GIVEN RECORDS:
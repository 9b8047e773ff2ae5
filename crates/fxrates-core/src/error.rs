use thiserror::Error;
use time::Date;

/// Which date parameter a failure refers to; selects the `cause` prefix.
#[derive(Debug, Clone, Copy, PartialEq, Eq)]
pub enum DateField {
    Only,
    Start,
    End,
}

impl DateField {
    pub const fn label(self) -> &'static str {
        match self {
            Self::Only => "Date",
            Self::Start => "Start date",
            Self::End => "End date",
        }
    }
}

/// Date-parameter errors exposed by `fxrates-core`.
///
/// Display output is the HTTP `cause` string verbatim; handlers must not
/// rewrap or rephrase it.
#[derive(Debug, Error, Clone, Copy, PartialEq, Eq)]
pub enum DateError {
    #[error("Invalid date format.")]
    InvalidFormat,
    #[error("{} out of the date range.", .field.label())]
    OutOfRange { field: DateField },
    #[error("End date before start date.")]
    InvertedRange,
}

/// Rejects bounds whose minimum lies after the maximum.
#[derive(Debug, Error, Clone, Copy, PartialEq, Eq)]
#[error("date bounds are inverted: min {min} is after max {max}")]
pub struct InvertedBounds {
    pub min: Date,
    pub max: Date,
}

#[cfg(test)]
mod tests {
    use super::*;

    #[test]
    fn cause_strings_are_verbatim() {
        assert_eq!(DateError::InvalidFormat.to_string(), "Invalid date format.");
        assert_eq!(
            DateError::OutOfRange {
                field: DateField::Only
            }
            .to_string(),
            "Date out of the date range."
        );
        assert_eq!(
            DateError::OutOfRange {
                field: DateField::Start
            }
            .to_string(),
            "Start date out of the date range."
        );
        assert_eq!(
            DateError::OutOfRange {
                field: DateField::End
            }
            .to_string(),
            "End date out of the date range."
        );
        assert_eq!(
            DateError::InvertedRange.to_string(),
            "End date before start date."
        );
    }
}
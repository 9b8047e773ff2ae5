use sqlx::SqlitePool;
use time::Date;

use super::error::WarehouseError;
use super::models::{RateRow, SaleRow};

#[derive(Debug, Clone)]
pub struct WarehouseConfig {
    pub url: String,
}

/// Pooled SQLite store behind the four read contracts.
///
/// Connections are checked out per query and returned to the pool when the
/// query future completes, on error and panic paths included, so one failing
/// request cannot leak connection state into the next.
pub struct Warehouse {
    pool: SqlitePool,
}

impl Warehouse {
    pub async fn connect(config: WarehouseConfig) -> Result<Self, WarehouseError> {
        let pool = SqlitePool::connect(&config.url)
            .await
            .map_err(|e| WarehouseError::ConnectionError(e.to_string()))?;

        Self::initialize_schema(&pool).await?;

        Ok(Self { pool })
    }

    async fn initialize_schema(pool: &SqlitePool) -> Result<(), WarehouseError> {
        sqlx::query(
            r#"
            CREATE TABLE IF NOT EXISTS exchange_rates (
                date TEXT PRIMARY KEY,
                rate REAL NOT NULL
            )
            "#,
        )
        .execute(pool)
        .await
        .map_err(|e| WarehouseError::QueryError(e.to_string()))?;

        sqlx::query(
            r#"
            CREATE TABLE IF NOT EXISTS sales (
                date TEXT PRIMARY KEY,
                sale_usd REAL NOT NULL,
                sale_pln REAL NOT NULL
            )
            "#,
        )
        .execute(pool)
        .await
        .map_err(|e| WarehouseError::QueryError(e.to_string()))?;

        Ok(())
    }

    pub async fn fetch_single_rate(&self, day: Date) -> Result<Option<RateRow>, WarehouseError> {
        let row = sqlx::query_as::<_, RateRow>(
            "SELECT date, rate FROM exchange_rates WHERE date = ?",
        )
        .bind(day.to_string())
        .fetch_optional(&self.pool)
        .await
        .map_err(|e| WarehouseError::QueryError(e.to_string()))?;

        Ok(row)
    }

    pub async fn fetch_rate_range(
        &self,
        start: Date,
        end: Date,
    ) -> Result<Vec<RateRow>, WarehouseError> {
        // ISO-8601 text dates order lexicographically, so BETWEEN is correct.
        let rows = sqlx::query_as::<_, RateRow>(
            "SELECT date, rate FROM exchange_rates WHERE date BETWEEN ? AND ? ORDER BY date",
        )
        .bind(start.to_string())
        .bind(end.to_string())
        .fetch_all(&self.pool)
        .await
        .map_err(|e| WarehouseError::QueryError(e.to_string()))?;

        Ok(rows)
    }

    pub async fn fetch_single_sale(&self, day: Date) -> Result<Option<SaleRow>, WarehouseError> {
        let row = sqlx::query_as::<_, SaleRow>(
            "SELECT date, sale_usd, sale_pln FROM sales WHERE date = ?",
        )
        .bind(day.to_string())
        .fetch_optional(&self.pool)
        .await
        .map_err(|e| WarehouseError::QueryError(e.to_string()))?;

        Ok(row)
    }

    pub async fn fetch_sale_range(
        &self,
        start: Date,
        end: Date,
    ) -> Result<Vec<SaleRow>, WarehouseError> {
        let rows = sqlx::query_as::<_, SaleRow>(
            "SELECT date, sale_usd, sale_pln FROM sales WHERE date BETWEEN ? AND ? ORDER BY date",
        )
        .bind(start.to_string())
        .bind(end.to_string())
        .fetch_all(&self.pool)
        .await
        .map_err(|e| WarehouseError::QueryError(e.to_string()))?;

        Ok(rows)
    }

    pub async fn upsert_rate(&self, row: RateRow) -> Result<(), WarehouseError> {
        sqlx::query("INSERT OR REPLACE INTO exchange_rates (date, rate) VALUES (?, ?)")
            .bind(&row.date)
            .bind(row.rate)
            .execute(&self.pool)
            .await
            .map_err(|e| WarehouseError::QueryError(e.to_string()))?;

        Ok(())
    }

    pub async fn upsert_sale(&self, row: SaleRow) -> Result<(), WarehouseError> {
        sqlx::query("INSERT OR REPLACE INTO sales (date, sale_usd, sale_pln) VALUES (?, ?, ?)")
            .bind(&row.date)
            .bind(row.sale_usd)
            .bind(row.sale_pln)
            .execute(&self.pool)
            .await
            .map_err(|e| WarehouseError::QueryError(e.to_string()))?;

        Ok(())
    }

    /// Drain the pool on shutdown. Per-request connection release does not go
    /// through here; it happens when each query future completes.
    pub async fn close(&self) {
        self.pool.close().await;
    }
}
use serde::{
    Deserialize,
    de::{self, Deserializer, Visitor},
    forward_to_deserialize_any,
};
use std::fmt;

/// Returns the field names `T` accepts when it is deserialized as a struct,
/// including renames and aliases. Returns `None` for any other shape.
pub(crate) fn expected_fields<'de, T: Deserialize<'de>>() -> Option<&'static [&'static str]> {
    let mut fields = None;
    let _ = T::deserialize(FieldNames {
        fields: &mut fields,
    });
    fields
}

/// A deserializer recording the fields requested by `deserialize_struct`.
/// It never produces a value.
struct FieldNames<'a> {
    fields: &'a mut Option<&'static [&'static str]>,
}

#[derive(Debug)]
struct Stop;

impl fmt::Display for Stop {
    fn fmt(&self, f: &mut fmt::Formatter<'_>) -> fmt::Result {
        f.write_str("field names recorded")
    }
}

impl std::error::Error for Stop {}

impl de::Error for Stop {
    #[inline]
    fn custom<T: fmt::Display>(_msg: T) -> Self {
        Self
    }
}

impl<'de> Deserializer<'de> for FieldNames<'_> {
    type Error = Stop;

    #[inline]
    fn deserialize_any<V: Visitor<'de>>(self, _visitor: V) -> Result<V::Value, Self::Error> {
        Err(Stop)
    }

    fn deserialize_struct<V: Visitor<'de>>(
        self,
        _name: &'static str,
        fields: &'static [&'static str],
        _visitor: V,
    ) -> Result<V::Value, Self::Error> {
        *self.fields = Some(fields);
        Err(Stop)
    }

    forward_to_deserialize_any! {
        bool i8 i16 i32 i64 i128 u8 u16 u32 u64 u128 f32 f64 char str string
        bytes byte_buf option unit unit_struct newtype_struct seq tuple
        tuple_struct map enum identifier ignored_any
    }
}
use super::DecodeMode;
use rowscan_core::extension::TomlTableExt;
use toml::Table;

/// Options for scanning rows.
///
/// The options can be loaded from the `[scan]` table of a configuration file:
///
/// ```toml
/// [scan]
/// lenient = true
/// ```
#[derive(Debug, Clone, Copy, Default, PartialEq, Eq)]
pub struct ScanOptions {
    /// Tolerates columns and fields that do not match. Defaults to `false`.
    pub lenient: bool,
}

impl ScanOptions {
    /// Creates a new instance with the default settings.
    #[inline]
    pub fn new() -> Self {
        Self::default()
    }

    /// Sets whether decoding should be lenient.
    #[inline]
    pub fn with_lenient(mut self, lenient: bool) -> Self {
        self.lenient = lenient;
        self
    }

    /// Reads the options from the `[scan]` table of the config,
    /// falling back to the defaults for missing entries.
    pub fn from_config(config: &Table) -> Self {
        let mut options = Self::default();
        if let Some(scan) = config.get_table("scan") {
            if let Some(lenient) = scan.get_bool("lenient") {
                options.lenient = lenient;
            }
        }
        options
    }

    /// Returns the decode mode.
    #[inline]
    pub fn decode_mode(&self) -> DecodeMode {
        if self.lenient {
            DecodeMode::Lenient
        } else {
            DecodeMode::Strict
        }
    }
}
use super::{
    ByReference, DecodeRow, Destination, ElementMode, Querier, Scanner, SequenceDestination,
    Statement,
};
use chrono::{DateTime, Utc};
use rowscan_core::error::{Error, ErrorKind};

/// Metadata of a committed transaction.
#[derive(Debug, Clone, Copy, PartialEq, Eq)]
pub struct CommitInfo {
    /// Commit timestamp.
    commit_timestamp: DateTime<Utc>,
}

impl CommitInfo {
    /// Creates a new instance with the commit timestamp.
    #[inline]
    pub fn new(commit_timestamp: DateTime<Utc>) -> Self {
        Self { commit_timestamp }
    }

    /// Creates a new instance committed at the current time.
    #[inline]
    pub fn now() -> Self {
        Self::new(Utc::now())
    }

    /// Returns the commit timestamp.
    #[inline]
    pub fn commit_timestamp(&self) -> DateTime<Utc> {
        self.commit_timestamp
    }
}

/// Running operations inside of a read-write transaction.
pub trait TxnRunner {
    /// A type for the in-progress transaction.
    type Transaction: Querier;

    /// Executes the operations inside of a read-write transaction.
    /// If the operations return an error, the transaction will be rolled back;
    /// if not, the transaction will be committed.
    async fn run_read_write<F, T>(&self, f: F) -> Result<(CommitInfo, T), Error>
    where
        F: AsyncFnOnce(&mut Self::Transaction) -> Result<T, Error>;
}

/// A type for the rows of the transactions created by `R`.
type TxnRow<R> = <<R as TxnRunner>::Transaction as Querier>::Row;

impl Scanner {
    /// Runs the statement inside of a read-write transaction,
    /// and scans exactly one row into the destination.
    ///
    /// This should be used to read data returned by an update statement,
    /// for example with a `RETURNING` clause. The commit metadata is discarded.
    pub async fn fetch_one_in_txn<'a, T, D, R>(
        &self,
        runner: &R,
        dst: D,
        statement: &Statement,
    ) -> Result<(), Error>
    where
        R: TxnRunner,
        D: Destination<'a, T>,
        T: DecodeRow<TxnRow<R>>,
    {
        let result = runner
            .run_read_write(async move |txn: &mut R::Transaction| {
                self.fetch_one(txn, dst, statement)
                    .await
                    .map_err(|err| err.wrap("fail to fetch one row in the transaction"))
            })
            .await;
        discard_commit_info(result)
    }

    /// Runs the statement inside of a read-write transaction,
    /// and scans all rows into the destination.
    pub async fn fetch_all_in_txn<'a, C, D, R>(
        &self,
        runner: &R,
        dst: D,
        statement: &Statement,
    ) -> Result<(), Error>
    where
        R: TxnRunner,
        D: Destination<'a, C>,
        C: SequenceDestination,
        C::Element: DecodeRow<TxnRow<R>>,
    {
        let result = runner
            .run_read_write(async move |txn: &mut R::Transaction| {
                self.fetch_all(txn, dst, statement)
                    .await
                    .map_err(|err| err.wrap("fail to fetch all rows in the transaction"))
            })
            .await;
        discard_commit_info(result)
    }

    /// Runs the statement inside of a read-write transaction,
    /// and scans all rows into the destination behind indirections.
    pub async fn fetch_all_by_ref_in_txn<'a, C, D, R>(
        &self,
        runner: &R,
        dst: D,
        statement: &Statement,
    ) -> Result<(), Error>
    where
        R: TxnRunner,
        D: Destination<'a, C>,
        C: SequenceDestination,
        ByReference: ElementMode<C::Element>,
        <ByReference as ElementMode<C::Element>>::Base: DecodeRow<TxnRow<R>>,
    {
        let result = runner
            .run_read_write(async move |txn: &mut R::Transaction| {
                self.fetch_all_by_ref(txn, dst, statement)
                    .await
                    .map_err(|err| err.wrap("fail to fetch all rows in the transaction"))
            })
            .await;
        discard_commit_info(result)
    }
}

/// Drops the commit metadata and tags failures as transaction errors.
fn discard_commit_info(result: Result<(CommitInfo, ()), Error>) -> Result<(), Error> {
    match result {
        Ok((commit_info, ())) => {
            tracing::debug!(
                commit_timestamp = %commit_info.commit_timestamp(),
                "read-write transaction committed"
            );
            Ok(())
        }
        Err(err) => {
            tracing::error!("fail to run the read-write transaction: {err}");
            Err(err.wrap_as(
                ErrorKind::Transaction,
                "fail to run the read-write transaction",
            ))
        }
    }
}
//! Extension traits for third-party types.

mod toml_table;

pub use toml_table::TomlTableExt;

WORK TO COMPLETE: Report back every line of the entries in which "Creates" occurs.

ANSWER TO THIS TASK:
    /// Creates a new instance with the default settings.
    /// Creates a new instance with the commit timestamp.
    /// Creates a new instance committed at the current time.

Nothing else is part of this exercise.